Thioltransferases.

A family of small molecular weight proteins with thiol-disulfide exchange activity have been discovered, widely distributed from E. coli to mammalian systems, called thioltransferases or glutaredoxins. There are no substantiated reports of thioltransferases-glutaredoxins in plants; however, partially purified dehydroascorbate reductase from peas had thiol-disulfide exchange catalytic activity using glutathione as reductant and S-sulfocysteine as thiosulfate cosubstrate (unpublished data). Thus, this class of proteins is universally distributed. Based on mutagenesis studies, a sequence of Cys-Pro-Tyr(Phe)-Cys- followed by Arg-Lys- or Lys alone is critical for both the thiol-disulfide exchange reaction and the dehydroascorbate reductase activity. The dithiol-disulfide loop represented by this structure is unique since the cystine closer to the N-terminus has a highly acidic thiol pKa (3.8 as determined for the pig liver enzyme) that contributes to the protein's high S- nucleophilicity.
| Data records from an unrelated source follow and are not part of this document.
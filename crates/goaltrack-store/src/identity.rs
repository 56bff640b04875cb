//! Identity provider interface
//!
//! Sign-in and sign-out happen elsewhere; the client only ever asks who is
//! signed in right now.

use goaltrack_model::{UserId, UserProfile};
use parking_lot::RwLock;

/// Source of the current user
pub trait IdentityProvider: Send + Sync {
    /// Currently signed-in user, if any
    fn current_user(&self) -> Option<UserProfile>;

    /// Id of the currently signed-in user, if any
    fn current_user_id(&self) -> Option<UserId> {
        self.current_user().map(|p| p.uid)
    }
}

/// In-process identity holder
#[derive(Debug, Default)]
pub struct StaticIdentity {
    user: RwLock<Option<UserProfile>>,
}

impl StaticIdentity {
    /// Create with nobody signed in
    #[inline]
    #[must_use]
    pub fn new() -> Self {
        Self::default()
    }

    /// Create with a signed-in user
    #[inline]
    #[must_use]
    pub fn signed_in(profile: UserProfile) -> Self {
        Self {
            user: RwLock::new(Some(profile)),
        }
    }

    /// Replace the current user
    pub fn sign_in(&self, profile: UserProfile) {
        tracing::info!(uid = %profile.uid, "signed in");
        *self.user.write() = Some(profile);
    }

    /// Clear the current user
    pub fn sign_out(&self) {
        if let Some(previous) = self.user.write().take() {
            tracing::info!(uid = %previous.uid, "signed out");
        }
    }
}

impl IdentityProvider for StaticIdentity {
    fn current_user(&self) -> Option<UserProfile> {
        self.user.read().clone()
    }
}
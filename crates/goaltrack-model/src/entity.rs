//! Entity types
//!
//! Documents as they live in a user's partition of the remote store:
//! - [`Goal`] with its cached progress percentage
//! - [`Todo`], optionally linked to a goal
//! - [`Activity`] labels for time logging
//! - [`DailyLog`] minutes spent on an activity on a calendar day

use crate::ids::{ActivityId, DailyLogId, GoalId, RecordId, TodoId, UserId};
use chrono::{DateTime, NaiveDate, Utc};
use serde::{Deserialize, Serialize};
use std::fmt;

/// Collections of a user partition
#[derive(Debug, Clone, Copy, PartialEq, Eq, Hash, Serialize, Deserialize)]
#[serde(rename_all = "camelCase")]
pub enum Collection {
    /// Goals
    Goals,
    /// Todos
    Todos,
    /// Activities
    Activities,
    /// Daily time logs
    DailyLogs,
}

impl Collection {
    /// Document-store collection name
    #[inline]
    #[must_use]
    pub fn name(&self) -> &'static str {
        match self {
            Collection::Goals => "goals",
            Collection::Todos => "todos",
            Collection::Activities => "activities",
            Collection::DailyLogs => "dailyLogs",
        }
    }
}

impl fmt::Display for Collection {
    fn fmt(&self, f: &mut fmt::Formatter<'_>) -> fmt::Result {
        f.write_str(self.name())
    }
}

/// A stored document with a typed id
pub trait Record: Clone + fmt::Debug + PartialEq + Send + Sync + 'static {
    /// Id type of this record
    type Id: RecordId + Send + Sync + 'static;

    /// Collection the record belongs to
    const COLLECTION: Collection;

    /// Record id
    fn id(&self) -> &Self::Id;

    /// Mutable record id (used when a provisional id is reconciled)
    fn id_mut(&mut self) -> &mut Self::Id;
}

/// A user-defined objective tracked by completion percentage
#[derive(Debug, Clone, PartialEq, Eq, Serialize, Deserialize)]
#[serde(rename_all = "camelCase")]
pub struct Goal {
    pub id: GoalId,
    pub title: String,
    /// Cached derived value, authoritative state is the todo linkage
    #[serde(default)]
    pub current_percent: u8,
    pub created_at: DateTime<Utc>,
}

impl Goal {
    /// Create a goal with zero progress
    #[inline]
    #[must_use]
    pub fn new(id: GoalId, title: impl Into<String>, created_at: DateTime<Utc>) -> Self {
        Self {
            id,
            title: title.into(),
            current_percent: 0,
            created_at,
        }
    }
}

impl Record for Goal {
    type Id = GoalId;
    const COLLECTION: Collection = Collection::Goals;

    fn id(&self) -> &GoalId {
        &self.id
    }

    fn id_mut(&mut self) -> &mut GoalId {
        &mut self.id
    }
}

/// A discrete task, optionally linked to a goal
#[derive(Debug, Clone, PartialEq, Eq, Serialize, Deserialize)]
#[serde(rename_all = "camelCase")]
pub struct Todo {
    pub id: TodoId,
    pub title: String,
    #[serde(default)]
    pub is_done: bool,
    #[serde(default)]
    pub goal_id: Option<GoalId>,
    pub created_at: DateTime<Utc>,
}

impl Todo {
    /// Create an open todo
    #[inline]
    #[must_use]
    pub fn new(
        id: TodoId,
        title: impl Into<String>,
        goal_id: Option<GoalId>,
        created_at: DateTime<Utc>,
    ) -> Self {
        Self {
            id,
            title: title.into(),
            is_done: false,
            goal_id,
            created_at,
        }
    }

    /// Goal link, treating an empty id as no link
    #[inline]
    #[must_use]
    pub fn linked_goal(&self) -> Option<&GoalId> {
        self.goal_id.as_ref().filter(|g| !g.as_str().is_empty())
    }
}

impl Record for Todo {
    type Id = TodoId;
    const COLLECTION: Collection = Collection::Todos;

    fn id(&self) -> &TodoId {
        &self.id
    }

    fn id_mut(&mut self) -> &mut TodoId {
        &mut self.id
    }
}

/// A named category for time logging
#[derive(Debug, Clone, PartialEq, Eq, Serialize, Deserialize)]
#[serde(rename_all = "camelCase")]
pub struct Activity {
    pub id: ActivityId,
    pub name: String,
}

impl Activity {
    #[inline]
    #[must_use]
    pub fn new(id: ActivityId, name: impl Into<String>) -> Self {
        Self {
            id,
            name: name.into(),
        }
    }
}

impl Record for Activity {
    type Id = ActivityId;
    const COLLECTION: Collection = Collection::Activities;

    fn id(&self) -> &ActivityId {
        &self.id
    }

    fn id_mut(&mut self) -> &mut ActivityId {
        &mut self.id
    }
}

/// A dated record of minutes spent on an activity
#[derive(Debug, Clone, PartialEq, Eq, Serialize, Deserialize)]
#[serde(rename_all = "camelCase")]
pub struct DailyLog {
    pub id: DailyLogId,
    pub activity_id: ActivityId,
    /// Denormalized copy of the activity name at logging time
    pub activity_name: String,
    pub date: NaiveDate,
    pub duration_minutes: u32,
    #[serde(default)]
    pub notes: Option<String>,
    pub created_at: DateTime<Utc>,
}

impl DailyLog {
    /// Materialize a log from a validated entry
    #[must_use]
    pub fn from_entry(id: DailyLogId, entry: NewDailyLog, created_at: DateTime<Utc>) -> Self {
        Self {
            id,
            activity_id: entry.activity_id,
            activity_name: entry.activity_name,
            date: entry.date,
            duration_minutes: entry.duration_minutes,
            notes: entry.notes,
            created_at,
        }
    }

    /// Apply a partial update in place; absent fields are left untouched
    pub fn apply(&mut self, patch: &DailyLogPatch) {
        if let Some(activity_id) = &patch.activity_id {
            self.activity_id = activity_id.clone();
        }
        if let Some(name) = &patch.activity_name {
            self.activity_name = name.clone();
        }
        if let Some(date) = patch.date {
            self.date = date;
        }
        if let Some(minutes) = patch.duration_minutes {
            self.duration_minutes = minutes;
        }
        if let Some(notes) = &patch.notes {
            self.notes = notes.clone();
        }
    }
}

impl Record for DailyLog {
    type Id = DailyLogId;
    const COLLECTION: Collection = Collection::DailyLogs;

    fn id(&self) -> &DailyLogId {
        &self.id
    }

    fn id_mut(&mut self) -> &mut DailyLogId {
        &mut self.id
    }
}

/// A validated daily log ready for persistence
#[derive(Debug, Clone, PartialEq, Eq, Serialize, Deserialize)]
#[serde(rename_all = "camelCase")]
pub struct NewDailyLog {
    pub activity_id: ActivityId,
    pub activity_name: String,
    pub date: NaiveDate,
    pub duration_minutes: u32,
    pub notes: Option<String>,
}

/// Partial update of a daily log
///
/// `notes: Some(None)` clears the notes.
#[derive(Debug, Clone, Default, PartialEq, Eq, Serialize, Deserialize)]
#[serde(rename_all = "camelCase")]
pub struct DailyLogPatch {
    pub activity_id: Option<ActivityId>,
    pub activity_name: Option<String>,
    pub date: Option<NaiveDate>,
    pub duration_minutes: Option<u32>,
    pub notes: Option<Option<String>>,
}

impl DailyLogPatch {
    /// Whether the patch changes nothing
    #[inline]
    #[must_use]
    pub fn is_empty(&self) -> bool {
        self.activity_id.is_none()
            && self.activity_name.is_none()
            && self.date.is_none()
            && self.duration_minutes.is_none()
            && self.notes.is_none()
    }
}

/// Profile fields issued by the identity provider
#[derive(Debug, Clone, PartialEq, Eq, Serialize, Deserialize)]
#[serde(rename_all = "camelCase")]
pub struct UserProfile {
    pub uid: UserId,
    pub display_name: Option<String>,
    pub email: Option<String>,
    pub photo_url: Option<String>,
}

impl UserProfile {
    /// Profile with only an id
    #[inline]
    #[must_use]
    pub fn new(uid: impl Into<UserId>) -> Self {
        Self {
            uid: uid.into(),
            display_name: None,
            email: None,
            photo_url: None,
        }
    }

    /// With display name
    #[inline]
    #[must_use]
    pub fn with_display_name(mut self, name: impl Into<String>) -> Self {
        self.display_name = Some(name.into());
        self
    }

    /// With email
    #[inline]
    #[must_use]
    pub fn with_email(mut self, email: impl Into<String>) -> Self {
        self.email = Some(email.into());
        self
    }
}

#[cfg(test)]
mod tests {
    use super::*;

    fn sample_log() -> DailyLog {
        DailyLog {
            id: DailyLogId::new("l1"),
            activity_id: ActivityId::new("a1"),
            activity_name: "Reading".to_string(),
            date: NaiveDate::from_ymd_opt(2024, 3, 1).unwrap(),
            duration_minutes: 30,
            notes: Some("chapter 4".to_string()),
            created_at: Utc::now(),
        }
    }

    #[test]
    fn patch_touches_only_present_fields() {
        let mut log = sample_log();
        let before = log.clone();

        log.apply(&DailyLogPatch {
            duration_minutes: Some(45),
            ..DailyLogPatch::default()
        });

        assert_eq!(log.duration_minutes, 45);
        assert_eq!(log.notes, before.notes);
        assert_eq!(log.activity_name, before.activity_name);
    }

    #[test]
    fn patch_can_clear_notes() {
        let mut log = sample_log();
        log.apply(&DailyLogPatch {
            notes: Some(None),
            ..DailyLogPatch::default()
        });
        assert!(log.notes.is_none());
    }

    #[test]
    fn empty_goal_link_is_no_link() {
        let todo = Todo::new(TodoId::new("t1"), "x", Some(GoalId::new("")), Utc::now());
        assert!(todo.linked_goal().is_none());
    }

    #[test]
    fn goal_deserializes_camel_case() {
        let goal: Goal = serde_json::from_str(
            r#"{"id":"g1","title":"Run","currentPercent":40,"createdAt":"2024-01-01T00:00:00Z"}"#,
        )
        .unwrap();
        assert_eq!(goal.current_percent, 40);
        assert_eq!(Goal::COLLECTION.name(), "goals");
    }
}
Compared with the microbial enzyme, the mammalian thioltransferases (glutaredoxins) are extended at both N and C termini by 10-12 amino acid residues, including a second pair of cysteines toward the C-terminus with no known special function. Yeast thioltransferase is more like mammalian enzymes in length (106 amino acids) but more like E. coli glutaredoxin in being unblocked at the N-terminus and having only one set of cysteines; that is, at the active center. The three mammalian enzymes, for which sequences are available, are blocked at the N-terminus by an acetyl group linked to alanine with no known special function other than possibly to impart greater cellular turnover stability. A report of carbohydrate (8.6%) content in rat liver thioltransferase has not been verified by more sensitive methods of carbohydrate analysis, nor has carbohydrate been identified in samples of purified glutaredoxin from any source. Thiol transferase and glutaredoxin are two names for the same protein based on similarity of amino acid sequence, immunochemical cross-reactivity, and other enzyme properties. The inability of thioltransferase from some mammalian sources to act as an electron carrier in ribonucleotide reductase systems, whether homologous or heterologous in origin, remains to be explained in future studies.